The description of Debora Souza Silva’s Black Mothers Love & Resist chronicles the history of racism and the ripple effect of hatred capturing truth, life and reality. The director approaches this sensitive subject with righteous fury and deep intelligence using interviews, slow-speed editing, home videos and archival imagery to fashion a vibrant shout. The film jumps from point to point which is designed to drive the message home with the force of a blow; police brutality against Black children must come to a stop. The strength of this film is its heart.

 

This film is an example of the transformative power of filmmaking. When we see Angela Williams, Tamyra Smith Davis, Barbara Jackson, Sheila Banks and other grieving Black mothers, we see Wanda Johnson right next to them.
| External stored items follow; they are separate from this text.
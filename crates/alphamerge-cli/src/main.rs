//! alphamerge - put a grayscale image into another image's alpha channel

use alphamerge::Filter;
use anyhow::Result;
use clap::{ArgAction, Args, Parser};
use std::path::PathBuf;

mod compose;
mod logging;

#[derive(Parser)]
#[command(name = "alphamerge")]
#[command(author, version, about = "Use a grayscale image as the alpha channel of a color image")]
#[command(long_about = "
Takes R, G and B from the color image and alpha from the luminance of the
mask image, then writes an RGBA PNG. A mask of a different size is stretched
to the color image's size.

Inputs: PNG, JPEG, GIF, BMP, TIFF.

Examples:
  alphamerge photo.jpg matte.png -o cutout.png
  alphamerge photo.jpg matte.png -d out/          # out/image_avec_canal_alpha.png
  alphamerge photo.jpg small_matte.bmp -o cutout.png -f bilinear
  alphamerge -vv photo.jpg matte.png -o cutout.png --no-clobber
")]
struct Cli {
    /// Color image (R, G, B source)
    color: PathBuf,

    /// Grayscale image (alpha source)
    mask: PathBuf,

    #[command(flatten)]
    output: OutputArgs,

    /// Resampling filter for the mask: nearest, bilinear, bicubic, lanczos3
    #[arg(short, long, default_value = "lanczos3")]
    filter: Filter,

    /// Fail instead of replacing an existing output file
    #[arg(long)]
    no_clobber: bool,

    /// Verbose output (repeat for more)
    #[arg(short, long, action = ArgAction::Count)]
    verbose: u8,
}

/// Where the result goes: an explicit file, or a directory that gets the
/// default file name.
#[derive(Args)]
#[group(required = true, multiple = false)]
struct OutputArgs {
    /// Output PNG file
    #[arg(short, long)]
    output: Option<PathBuf>,

    /// Output directory (writes image_avec_canal_alpha.png)
    #[arg(short = 'd', long = "out-dir")]
    out_dir: Option<PathBuf>,
}

fn main() -> Result<()> {
    let cli = Cli::parse();
    logging::init(cli.verbose);

    let written = compose::run(&cli)?;
    println!("Saved to {}", written.display());

    Ok(())
}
She makes space for these women to share their stories while demonstrating empathy as another grieving Black mother. The love and support shared among these grieving Black mothers keeps them going. They come together in support groups, take time to pray together, do each other’s make-up and organize small parties to forget their pain. To lose a child is very painful to a woman, but to be in this film took strength, tenacity and grace. It is a strength we continue to see as we watch these Black women relive their stories in each interview.

 

In this documentary feature film, the mothers not only lament for their children, but for the potential dangers that befall other mothers whose children remain unsafe from police brutality. They choose to become mothers of the community, and their collective identity and emotional connection extend to a broader reach.

 

Black Mothers Love & Resist pays homage to all the Black mothers across the United States who have lost their children to police brutality.